Aspek non finansial yang terdiri dari aspek pasar, aspek teknis, aspek manajemen, aspek sosial ekonomi budaya, dan aspek lingkungan menunjukkan bahwa usaha ini layak untuk dijalankan. Hal ini dikarenakan usaha jamur tiram putih ini memiliki peluang pasar yang tinggi, kondisi iklim lokasi yang cocok untuk usaha jamur tiram putih, sarana prasarana usaha yang memadai serta usaha jamur tiram putih ini memberikan dampak yang baik secara sosial ekonomi budaya dan lingkungan sekitar usaha.

Berdasarkan aspek finansial, kriteria kelayakan investasi usaha jamur tiram putih menunjukkan bahwa ketiga skenario yaitu yaitu kondisi Kumbung Jamur D & D sebelum perkembangan usaha (skenario I), dan setelah pengembangan usaha baik membangun kumbung menggunakan bahan bambu (skenario II) maupun menggunakan bahan kayu (skenario III) layak untuk dijalankan. Hal ini disebabkan ketiga skenario memiliki nilai NPV lebih besar dari nol, nilai Net B/C lebih besar dari satu, IRR lebih besar dari discount rate yang digunakan dan payback period berada sebelum umur usaha berakhir. Pada skenario I (kondisi sebelum pengembangan) diperoleh nilai NPV sebesar Rp 160.907.357,82, nilai Net B/C sebesar 1,87, nilai IRR sebesar 32 persen, dan DPP selama 2 tahun, 4 bulan, 17 hari. Pada Skenario II (Rencana pengembangan kapasitas kumbung jamur tiram dengan menggunakan rangka bambu) diperoleh nilai NPV sebesar Rp 732.608.064,89, nilai Net B/C sebesar 2,71, nilai IRR sebesar 56 persen, dan DPP selama 1 tahun, 7 bulan, 28 hari. Pada skenario III (Rencana pengembangan kapasitas kumbung jamur tiram dengan menggunakan rangka kayu) menghasilkan nilai NPV sebesar Rp 1.156.134.833,42, nilai Net B/C sebesar 2,85, nilai IRR sebesar 36 persen, dan DPP selama 1 tahun, 10 bulan 3 hari.

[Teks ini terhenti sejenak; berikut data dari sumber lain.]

//! Main-list tables: rows of records with a transient status marker.
//!
//! Each row is rendered into a slot of the table's view so it can be
//! re-rendered in place (marker changes, refreshes) without moving.

use std::collections::HashMap;
use std::sync::atomic::{AtomicBool, Ordering};
use std::sync::{Arc, Mutex};

use fxi_api::{ElementId, HeadingLevel, Record, Renderer, SlotContent};

use crate::lock;

/// Marker shown while an entry is being reloaded.
pub const LOADING_MARK: &str = "*";

/// One row of a table.
#[derive(Debug, Clone, PartialEq)]
pub struct Entry {
    index: usize,
    data: Record,
    marker: String,
}

impl Entry {
    fn new(index: usize, data: Record) -> Self {
        Self {
            index,
            data,
            marker: index.to_string(),
        }
    }

    pub fn index(&self) -> usize {
        self.index
    }

    pub fn data(&self) -> &Record {
        &self.data
    }

    pub fn marker(&self) -> &str {
        &self.marker
    }

    /// Text of one rendered row: marker, then each cell's fields joined.
    fn row_text(&self, cells: &[Vec<String>]) -> String {
        let columns: Vec<String> = cells
            .iter()
            .map(|cell| {
                cell.iter()
                    .map(|key| self.data.get(key).map(|v| v.to_string()).unwrap_or_default())
                    .collect::<Vec<_>>()
                    .join(" ")
            })
            .collect();
        format!("{:>4}  {}", self.marker, columns.join(" | "))
    }

    fn element(&self) -> ElementId {
        // Element 0 is the header row.
        ElementId(self.index as u64 + 1)
    }
}

type EntryFn = Arc<dyn Fn(&Entry) -> anyhow::Result<()> + Send + Sync>;

/// A named action that operates on one entry.
#[derive(Clone)]
pub struct EntryCommand {
    pub name: String,
    pub description: Option<String>,
    function: EntryFn,
}

struct TableState {
    renderer: Box<dyn Renderer>,
    cells: Vec<Vec<String>>,
    headers: Vec<String>,
    entries: Vec<Entry>,
    rendered: bool,
}

impl TableState {
    fn draw(&mut self, index: usize) {
        let entry = &self.entries[index];
        let text = entry.row_text(&self.cells);
        self.renderer
            .fill_slot(entry.element(), &SlotContent::Text(text));
    }
}

struct TableShared {
    alive: AtomicBool,
    state: Mutex<TableState>,
    commands: Mutex<HashMap<String, EntryCommand>>,
}

/// A table of entries owned by an application.
#[derive(Clone)]
pub struct Table {
    shared: Arc<TableShared>,
}

impl Table {
    /// `cells` lists, per column, the record fields shown in that column.
    pub fn new(renderer: Box<dyn Renderer>, cells: Vec<Vec<String>>, headers: Vec<String>) -> Self {
        let state = TableState {
            renderer,
            cells,
            headers,
            entries: Vec::new(),
            rendered: false,
        };
        Self {
            shared: Arc::new(TableShared {
                alive: AtomicBool::new(true),
                state: Mutex::new(state),
                commands: Mutex::new(HashMap::new()),
            }),
        }
    }

    pub fn is_alive(&self) -> bool {
        self.shared.alive.load(Ordering::Acquire)
    }

    fn with_live_state<R>(&self, f: impl FnOnce(&mut TableState) -> R) -> Option<R> {
        if !self.is_alive() {
            return None;
        }
        let mut state = lock(&self.shared.state);
        if !self.is_alive() {
            return None;
        }
        Some(f(&mut state))
    }

    /// Render the header row and one row per record, replacing any
    /// previous rows.
    pub fn render(&self, rows: impl IntoIterator<Item = Record>) {
        let rows: Vec<Record> = rows.into_iter().collect();
        self.with_live_state(|state| {
            if state.rendered {
                state.renderer.clear();
            }
            let header = std::iter::once("#".to_string())
                .chain(state.headers.iter().cloned())
                .collect::<Vec<_>>()
                .join(" | ");
            state
                .renderer
                .append_heading(ElementId(0), HeadingLevel::H3, &header);

            state.entries = rows
                .into_iter()
                .enumerate()
                .map(|(index, data)| Entry::new(index, data))
                .collect();
            for index in 0..state.entries.len() {
                let id = state.entries[index].element();
                state.renderer.append_slot(id);
                state.draw(index);
            }
            state.rendered = true;
        });
    }

    /// Set an entry's marker. `"loading"` is shown as `*`.
    pub fn mark(&self, index: usize, mark: &str) -> bool {
        let mark = if mark == "loading" { LOADING_MARK } else { mark };
        self.with_live_state(|state| {
            let Some(entry) = state.entries.get_mut(index) else {
                return false;
            };
            entry.marker = mark.to_string();
            state.draw(index);
            true
        })
        .unwrap_or(false)
    }

    /// Replace an entry's data (if given) and re-render it with its index
    /// as marker.
    pub fn update(&self, index: usize, data: Option<Record>) -> bool {
        self.with_live_state(|state| {
            let Some(entry) = state.entries.get_mut(index) else {
                return false;
            };
            if let Some(data) = data {
                entry.data = data;
            }
            entry.marker = entry.index.to_string();
            state.draw(index);
            true
        })
        .unwrap_or(false)
    }

    /// Mark every entry as loading, then re-render each one.
    pub fn refresh(&self) {
        let count = self.len();
        for index in 0..count {
            self.mark(index, "loading");
        }
        for index in 0..count {
            self.update(index, None);
        }
    }

    /// Drop every row. The table can be rendered again.
    pub fn clear(&self) {
        self.with_live_state(|state| {
            state.entries.clear();
            state.renderer.clear();
            state.rendered = false;
        });
    }

    /// Destroy the table's view; every later call is a no-op.
    pub fn destroy(&self) {
        let mut state = lock(&self.shared.state);
        if !self.shared.alive.swap(false, Ordering::AcqRel) {
            return;
        }
        state.entries.clear();
        state.renderer.destroy();
    }

    pub fn len(&self) -> usize {
        lock(&self.shared.state).entries.len()
    }

    pub fn is_empty(&self) -> bool {
        self.len() == 0
    }

    pub fn entry(&self, index: usize) -> Option<Entry> {
        lock(&self.shared.state).entries.get(index).cloned()
    }

    pub fn entries(&self) -> Vec<Entry> {
        lock(&self.shared.state).entries.clone()
    }

    pub fn add_entry_command<F>(&self, name: &str, description: Option<&str>, function: F)
    where
        F: Fn(&Entry) -> anyhow::Result<()> + Send + Sync + 'static,
    {
        lock(&self.shared.commands).insert(
            name.to_string(),
            EntryCommand {
                name: name.to_string(),
                description: description.map(str::to_string),
                function: Arc::new(function),
            },
        );
    }

    pub fn entry_commands(&self) -> Vec<EntryCommand> {
        let mut commands: Vec<_> = lock(&self.shared.commands).values().cloned().collect();
        commands.sort_by(|a, b| a.name.cmp(&b.name));
        commands
    }

    /// Run the entry command `name` against entry `index`.
    pub fn run_entry_command(&self, name: &str, index: usize) -> anyhow::Result<()> {
        let command = lock(&self.shared.commands)
            .get(name)
            .cloned()
            .ok_or_else(|| anyhow::anyhow!("unknown entry command: {}", name))?;
        let entry = self
            .entry(index)
            .ok_or_else(|| anyhow::anyhow!("no entry {}", index))?;
        (command.function)(&entry)
    }
}

#[cfg(test)]
mod tests {
    use super::*;
    use crate::memory::{MemorySurface, RenderOp};
    use fxi_api::{Surface, Value};

    fn record(pairs: &[(&str, Value)]) -> Record {
        pairs
            .iter()
            .map(|(k, v)| (k.to_string(), v.clone()))
            .collect()
    }

    fn table() -> (Table, MemorySurface) {
        let surface = MemorySurface::new();
        let t = Table::new(
            surface.open_view("t"),
            vec![
                vec!["phrase".into()],
                vec!["count".into(), "rand".into()],
                vec!["word".into()],
            ],
            vec!["Phrase".into(), "".into(), "Word".into()],
        );
        (t, surface)
    }

    fn last_fill(ops: &[RenderOp], id: ElementId) -> Option<String> {
        ops.iter().rev().find_map(|op| match op {
            RenderOp::Fill(i, SlotContent::Text(t)) if *i == id => Some(t.clone()),
            _ => None,
        })
    }

    #[test]
    fn test_render_rows_with_cell_groups() {
        let (t, surface) = table();
        t.render(vec![record(&[
            ("phrase", "hello there".into()),
            ("count", Value::Int(2)),
            ("rand", Value::Int(42)),
            ("word", "x".into()),
        ])]);

        let ops = surface.ops(0);
        assert_eq!(
            ops[0],
            RenderOp::Heading(ElementId(0), HeadingLevel::H3, "# | Phrase |  | Word".into())
        );
        assert_eq!(
            last_fill(&ops, ElementId(1)).unwrap(),
            "   0  hello there | 2 42 | x"
        );
    }

    #[test]
    fn test_mark_loading_then_refresh_restores_index() {
        let (t, surface) = table();
        t.render(vec![record(&[("word", "a".into())]), record(&[("word", "b".into())])]);

        assert!(t.mark(1, "loading"));
        assert_eq!(t.entry(1).unwrap().marker(), "*");

        t.refresh();
        assert_eq!(t.entry(1).unwrap().marker(), "1");
        assert!(last_fill(&surface.ops(0), ElementId(2)).unwrap().starts_with("   1"));
    }

    #[test]
    fn test_update_replaces_data() {
        let (t, _) = table();
        t.render(vec![record(&[("word", "old".into())])]);
        assert!(t.update(0, Some(record(&[("word", "new".into())]))));
        assert_eq!(t.entry(0).unwrap().data()["word"], Value::from("new"));
        assert!(!t.update(7, None));
    }

    #[test]
    fn test_destroyed_table_ignores_marks() {
        let (t, surface) = table();
        t.render(vec![record(&[("word", "a".into())])]);
        t.destroy();
        let before = surface.ops(0).len();
        assert!(!t.mark(0, "loading"));
        t.render(vec![record(&[("word", "b".into())])]);
        t.destroy();
        assert_eq!(surface.ops(0).len(), before);
        assert!(t.is_empty());
    }

    #[test]
    fn test_clear_allows_rerender() {
        let (t, _) = table();
        t.render(vec![record(&[("word", "a".into())])]);
        t.clear();
        assert!(t.is_empty());
        t.render(vec![record(&[("word", "b".into())]), record(&[("word", "c".into())])]);
        assert_eq!(t.len(), 2);
    }

    #[test]
    fn test_entry_commands() {
        let (t, _) = table();
        t.render(vec![record(&[("word", "a".into())])]);
        let seen = Arc::new(Mutex::new(None));
        let sink = seen.clone();
        t.add_entry_command("open", Some("Open entry"), move |entry| {
            *lock(&sink) = Some(entry.index());
            Ok(())
        });

        t.run_entry_command("open", 0).unwrap();
        assert_eq!(*lock(&seen), Some(0));
        assert!(t.run_entry_command("open", 3).is_err());
        assert!(t.run_entry_command("nope", 0).is_err());
        assert_eq!(t.entry_commands()[0].description.as_deref(), Some("Open entry"));
    }
}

Analisis sensitivitas yang dilakukan pada skenario-skenario yang digunakan diperoleh adanya penurunan harga jual jamur tiram sebesar 20 persen dan kenaikan harga serbuk kayu sebesar 10 persen tidak mempengaruhi usaha jamur tiram pada masing-masing skenario. Hasil analisis kelayakan finansial incremental net benefit menunjukkan manfaat bersih dari hasil kriteria investasi berupa nilai NPV pada penambahan kapasitas kumbung dengan menggunakan rangka kayu mendapatkan nilai yang lebih besar dan PP yang lebih cepat dibandingkan dengan yang diperoleh pada penambahan kapasitas kumbung dengan menggunakan rangka bambu.